On February 24, President Biden signed an Executive Order to "help create more resilient and secure supply chains for critical and essential goods," the White House said in a statement.
The administration pointed to the strain of shortages of essential products—from medicine to food to computer chips as providing hardship to American citizens. "Last year’s shortages of personal protective equipment (PPE) for front-line healthcare workers at the beginning of the COVID-19 pandemic were unacceptable." the statement reads.
The release also noted the shortages of automotive semiconductor chips, which causes shutdowns at factories and " hurt U.S. workers."
The Executive Order launches a comprehensive review of U.S. supply chains and directs federal Departments and Agencies to identify ways to secure U.S. supply chains against a wide range of risks and vulnerabilities.
First, the order directs an immediate 100-day review across federal agencies to address vulnerabilities in the supply chains of four key products.
- APIs are the part of a pharmaceutical product that contains the active drug. In recent decades, more than 70 percent of API production facilitators supplying the U.S. have moved offshore. This work will complement the ongoing work to secure supply chains needed to combat the COVID-19 pandemic.
- Critical minerals are an essential part of defense, high-tech, and other products. From rare earths in our electric motors and generators to the carbon fiber used for airplanes—the United States needs to ensure we are not dependent upon foreign sources or single points of failure in times of national emergency.
- Semiconductors and Advanced Packaging. The United States is the birthplace of this technology and has always been a leader in semiconductor development.
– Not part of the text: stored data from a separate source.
//! External collaborators, each behind a trait.
//!
//! | Concern | Trait | Production implementation |
//! |---|---|---|
//! | **Read/write EXIF tags** | [`MetadataReader`] | [`ExifTool`], one `exiftool -stay_open` session per run |
//! | **Lossless JPEG transform** | [`JpegTransform`] | [`Jpegtran`] |
//! | **GPX from photo tags** | none | [`render_gpx`], one-shot `exiftool -p` |
//!
//! The rest of the crate only sees the traits, so the pipeline, the offset
//! estimator and the orientation workflow are tested against recording mocks.
//!
//! Every call blocks until the tool answers. There is no timeout: a hung
//! `exiftool` hangs the run.

pub mod backend;
pub mod exiftool;
pub mod jpegtran;

pub use backend::{JpegTransform, MetadataReader, ToolError};
pub use exiftool::{ExifTool, GPX_FORMAT, render_gpx};
pub use jpegtran::Jpegtran;

use std::process::Command;

/// Run a tool to completion, returning its stdout.
///
/// A non-zero exit becomes [`ToolError::Failed`] carrying the tool's stderr.
pub(crate) fn run_tool(program: &str, args: &[String]) -> Result<Vec<u8>, ToolError> {
    let output = Command::new(program)
        .args(args)
        .output()
        .map_err(|source| ToolError::Spawn {
            tool: program.to_string(),
            source,
        })?;
    if !output.status.success() {
        return Err(ToolError::Failed {
            tool: program.to_string(),
            status: output.status.to_string(),
            stderr: String::from_utf8_lossy(&output.stderr).trim().to_string(),
        });
    }
    Ok(output.stdout)
}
However, over the years we have underinvested in production—hurting our innovative edge—while other countries have learned from our example and increased their investments in the industry.
- Large capacity batteries, such as those used in electric vehicles: As we take action to tackle the climate crisis, we know that will lead to a large demand for new energy technologies like electric vehicle batteries. By identifying supply chain risks, we can meet the President’s commitment to accelerate U.S. leadership of clean energy technologies. For example, while the U.S. is a net exporter of electric vehicles, we are not a leader in the supply chain associated with electric battery production. The U.S. could better leverage our sizeable lithium reserves and manufacturing know-how to expand domestic battery production.
The 100-day review will identify near-term steps the administration can take, including with Congress, to address vulnerabilities in the supply chains for these critical goods.
Second, the order calls for a more in-depth one-year review of a broader set of U.S. supply chains. The one-year review will include:
- A focus on six key sectors: the defense industrial base; the public health and biological preparedness industrial base; the information and communications technology (ICT) industrial base; the energy sector industrial base; the transportation industrial base; and supply chains for agricultural commodities and food production.
- A set of risks for agencies to consider in their assessment of supply chain vulnerabilities: Agencies and Departments are directed to review a variety of risks to supply chains and industrial bases. For example, these reviews must identify critical goods and materials within supply chains, the manufacturing or other capabilities needed to produce those materials, as well as a variety of vulnerabilities created by the failure to develop domestic capabilities. Agencies and Departments are also directed to identify locations of key manufacturing and production assets, the availability of substitutes or alternative sources for critical goods, the state of workforce skills and identified gaps for all sectors, and the role of transportation systems in supporting supply chains and industrial bases.
- Recommendations on actions that should be taken to improve resiliency: Agencies are directed to make specific policy recommendations to address risks, as well as proposals for new research and development activities.
- A sustained commitment to supply chain resiliency: The government will commit to a regular, ongoing process of reviewing supply chain resilience, including a quadrennial review process.
- Consultation with external stakeholders: The government cannot secure supply chains on its own. It requires partnership and consultation with the American people. The E.O. directs the Administration to consult widely with outside stakeholders, such as those in industry, academia, non-governmental organizations, communities, labor unions, and State, local, territorial, and Tribal governments.